Build status NuGet Version

This Sink comes with several defaults that send Serilog LogEvent messages to Application Insights as either EventTelemetry or TraceTelemetry.

Configuring

The simplest way to configure Serilog to send data to a ApplicationInsights dashboard via Instrumentation key is to use current active telemetry configuration which is already initialised in most application types like ASP.NET Core, Azure Functions etc.:

var log = new LoggerConfiguration()
    .WriteTo
	.ApplicationInsights(TelemetryConfiguration.Active, TelemetryConverter.Traces)
    .CreateLogger();

.. or as EventTelemetry:

var log = new LoggerConfiguration()
    .WriteTo
	.ApplicationInsights(TelemetryConfiguration.Active, TelemetryConverter.Events)
    .CreateLogger();

You can also pass an instrumentation key and this sink will create a new TelemetryConfiguration based on it, however it's actively discouraged compared to using already initialised telemetry configuration, as your telemetry won't be properly correlated.

Note: Whether you choose Events or Traces, if the LogEvent contains any exceptions it will always be sent as ExceptionTelemetry.

Configuring with ReadFrom.Configuration()

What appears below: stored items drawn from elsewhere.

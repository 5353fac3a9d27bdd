//! Flat vector index with binary + JSON persistence.
//!
//! An append-only sequence of fixed-dimension vectors paired positionally
//! with raw metadata records. Search is an exact linear scan by inner
//! product over every stored vector; with unit-normalized inputs the score
//! is cosine similarity.
//!
//! Persistence writes two aligned artifacts keyed by a shared base path:
//! - `<base>.index` -- magic header, dimension (u32 LE), count (u64 LE),
//!   then f32 LE vector data in insertion order
//! - `<base>.meta.json` -- a JSON array of metadata objects, order-aligned
//!   with the vector sequence
//!
//! Both artifacts are written through a temp file and renamed into place,
//! so a concurrent reader never observes a torn artifact.

use std::io::Write;
use std::path::{Path, PathBuf};

use lodestone_types::error::StoreError;
use lodestone_types::product::{Metadata, SearchHit};

/// Magic bytes identifying a Lodestone flat index artifact.
const INDEX_MAGIC: &[u8; 8] = b"FLATIDX1";

/// Header length: magic + dimension (u32) + count (u64).
const HEADER_LEN: usize = 8 + 4 + 8;

/// Path of the binary vector artifact for a base path.
pub fn index_path(base: &Path) -> PathBuf {
    artifact_path(base, ".index")
}

/// Path of the JSON metadata artifact for a base path.
pub fn meta_path(base: &Path) -> PathBuf {
    artifact_path(base, ".meta.json")
}

/// True when both persisted artifacts exist for `base`.
pub fn artifacts_exist(base: &Path) -> bool {
    index_path(base).exists() && meta_path(base).exists()
}

fn artifact_path(base: &Path, suffix: &str) -> PathBuf {
    let mut name = base.as_os_str().to_os_string();
    name.push(suffix);
    PathBuf::from(name)
}

/// Append-only flat vector index with positionally aligned metadata.
///
/// Invariant: `vectors.len() == metadata.len()` at all times; position is
/// the sole join key between the two sequences.
pub struct FlatIndex {
    dimension: usize,
    vectors: Vec<Vec<f32>>,
    metadata: Vec<Metadata>,
}

impl FlatIndex {
    /// Create an empty index with a fixed vector dimension.
    pub fn new(dimension: usize) -> Self {
        Self {
            dimension,
            vectors: Vec::new(),
            metadata: Vec::new(),
        }
    }

    /// Number of stored vector/metadata pairs.
    pub fn len(&self) -> usize {
        self.vectors.len()
    }

    /// True when nothing has been added yet.
    pub fn is_empty(&self) -> bool {
        self.vectors.is_empty()
    }

    /// The fixed vector dimension of this index.
    pub fn dimension(&self) -> usize {
        self.dimension
    }

    /// The metadata record at `position`, if in range.
    pub fn metadata(&self, position: usize) -> Option<&Metadata> {
        self.metadata.get(position)
    }

    /// Append vector/metadata pairs.
    ///
    /// Validates the pairing and every vector's dimension before mutating,
    /// so a rejected add leaves the index unchanged.
    pub fn add(&mut self, vectors: Vec<Vec<f32>>, metadata: Vec<Metadata>) -> Result<(), StoreError> {
        if vectors.len() != metadata.len() {
            return Err(StoreError::LengthMismatch {
                vectors: vectors.len(),
                metadata: metadata.len(),
            });
        }
        for vector in &vectors {
            if vector.len() != self.dimension {
                return Err(StoreError::DimensionMismatch {
                    expected: self.dimension,
                    actual: vector.len(),
                });
            }
        }

        self.vectors.extend(vectors);
        self.metadata.extend(metadata);
        Ok(())
    }

    /// Exact top-k search by inner product.
    ///
    /// Returns the top `min(k, len)` hits sorted by score descending, ties
    /// broken by lower position. An empty index (or `k == 0`) yields an
    /// empty result, never an error.
    pub fn search(&self, query: &[f32], k: usize) -> Result<Vec<SearchHit>, StoreError> {
        if query.len() != self.dimension {
            return Err(StoreError::DimensionMismatch {
                expected: self.dimension,
                actual: query.len(),
            });
        }
        if k == 0 || self.vectors.is_empty() {
            return Ok(Vec::new());
        }

        let mut hits: Vec<SearchHit> = self
            .vectors
            .iter()
            .enumerate()
            .map(|(position, vector)| SearchHit {
                position,
                score: dot(query, vector),
            })
            .collect();

        hits.sort_by(|a, b| {
            b.score
                .partial_cmp(&a.score)
                .unwrap_or(std::cmp::Ordering::Equal)
                .then_with(|| a.position.cmp(&b.position))
        });
        hits.truncate(k);
        Ok(hits)
    }

    /// Persist both artifacts from one consistent snapshot.
    pub fn save(&self, base: &Path) -> Result<(), StoreError> {
        let dir = base.parent().filter(|p| !p.as_os_str().is_empty());
        if let Some(dir) = dir {
            std::fs::create_dir_all(dir)?;
        }
        let dir = dir.unwrap_or_else(|| Path::new("."));

        let mut bytes = Vec::with_capacity(HEADER_LEN + self.vectors.len() * self.dimension * 4);
        bytes.extend_from_slice(INDEX_MAGIC);
        bytes.extend_from_slice(&(self.dimension as u32).to_le_bytes());
        bytes.extend_from_slice(&(self.vectors.len() as u64).to_le_bytes());
        for vector in &self.vectors {
            for value in vector {
                bytes.extend_from_slice(&value.to_le_bytes());
            }
        }
        write_atomic(dir, &index_path(base), &bytes)?;

        let meta = serde_json::to_vec_pretty(&self.metadata)?;
        write_atomic(dir, &meta_path(base), &meta)?;

        tracing::debug!(
            count = self.vectors.len(),
            dimension = self.dimension,
            base = %base.display(),
            "persisted flat index"
        );
        Ok(())
    }

    /// Reconstruct an index from both artifacts.
    ///
    /// A missing artifact, malformed header, truncated payload, or a
    /// vector/metadata count disagreement is a [`StoreError::Corrupt`];
    /// a stored dimension that differs from `expected_dim` is a
    /// [`StoreError::DimensionMismatch`].
    pub fn load(base: &Path, expected_dim: usize) -> Result<Self, StoreError> {
        let index_file = index_path(base);
        let meta_file = meta_path(base);
        if !index_file.exists() {
            return Err(StoreError::Corrupt(format!(
                "missing index artifact: {}",
                index_file.display()
            )));
        }
        if !meta_file.exists() {
            return Err(StoreError::Corrupt(format!(
                "missing metadata artifact: {}",
                meta_file.display()
            )));
        }

        let bytes = std::fs::read(&index_file)?;
        if bytes.len() < HEADER_LEN || &bytes[..8] != INDEX_MAGIC {
            return Err(StoreError::Corrupt(format!(
                "unrecognized index header in {}",
                index_file.display()
            )));
        }
        let dimension = u32::from_le_bytes([bytes[8], bytes[9], bytes[10], bytes[11]]) as usize;
        if dimension != expected_dim {
            return Err(StoreError::DimensionMismatch {
                expected: expected_dim,
                actual: dimension,
            });
        }
        let count = u64::from_le_bytes([
            bytes[12], bytes[13], bytes[14], bytes[15], bytes[16], bytes[17], bytes[18], bytes[19],
        ]) as usize;

        let payload = &bytes[HEADER_LEN..];
        let expected_len = count
            .checked_mul(dimension)
            .and_then(|n| n.checked_mul(4))
            .ok_or_else(|| StoreError::Corrupt("index payload length overflow".to_string()))?;
        if payload.len() != expected_len {
            return Err(StoreError::Corrupt(format!(
                "index payload is {} bytes, expected {expected_len}",
                payload.len()
            )));
        }

        let mut vectors = Vec::with_capacity(count);
        for row in payload.chunks_exact(dimension * 4) {
            let mut vector = Vec::with_capacity(dimension);
            for chunk in row.chunks_exact(4) {
                let value = f32::from_le_bytes([chunk[0], chunk[1], chunk[2], chunk[3]]);
                if !value.is_finite() {
                    return Err(StoreError::Corrupt(
                        "index contains non-finite values".to_string(),
                    ));
                }
                vector.push(value);
            }
            vectors.push(vector);
        }

        let meta_bytes = std::fs::read(&meta_file)?;
        let metadata: Vec<Metadata> = serde_json::from_slice(&meta_bytes).map_err(|e| {
            StoreError::Corrupt(format!(
                "malformed metadata artifact {}: {e}",
                meta_file.display()
            ))
        })?;

        if vectors.len() != metadata.len() {
            return Err(StoreError::Corrupt(format!(
                "vector count {} does not match metadata count {}",
                vectors.len(),
                metadata.len()
            )));
        }

        Ok(Self {
            dimension,
            vectors,
            metadata,
        })
    }
}

fn dot(a: &[f32], b: &[f32]) -> f32 {
    a.iter().zip(b.iter()).map(|(x, y)| x * y).sum()
}

/// Write `bytes` to `path` through a temp file in the same directory,
/// renaming into place so readers see either the old or the new artifact.
fn write_atomic(dir: &Path, path: &Path, bytes: &[u8]) -> Result<(), StoreError> {
    let mut tmp = tempfile::NamedTempFile::new_in(dir)?;
    tmp.write_all(bytes)?;
    tmp.persist(path).map_err(|e| StoreError::Io(e.error))?;
    Ok(())
}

The following configuration shows how to create an ApplicationInsights sink with ReadFrom.Configuration(configuration) - the telemetry converter has to be specified with the full type name and the assembly name:

{
  "Serilog": {
    "Using": [
      "Serilog.Sinks.ApplicationInsights"
    ],
    "MinimumLevel": {
      "Default": "Debug",
      "Override": {
        "Microsoft": "Information"
      }
    },
    "WriteTo": [
      {
        "Name": "ApplicationInsights",
        "Args": {
          "instrumentationKey": "YOUR-KEY",
          "telemetryConverter": "Serilog.Sinks.ApplicationInsights.Sinks.ApplicationInsights.TelemetryConverters.TraceTelemetryConverter, Serilog.Sinks.ApplicationInsights"
        }
      }
    ],
    "Enrich": [ "FromLogContext" ],
    "Properties": {
      "Application": "Sample"
    }
  }
}

What do we submit?

By default, trace telemetry submits:

  • rendered message in trace's standard message property.
  • severity in trace's standard severityLevel property.
  • timestamp in trace's standard timestamp property.
  • messageTemplate in customDimensions.
  • custom log properties as customDimensions.

Event telemetry submits:

  • message template as event name.
  • renderedMessage in customDimensions.
  • timestamp in event's standard timestamp property.
  • custom log properties as customDimensions.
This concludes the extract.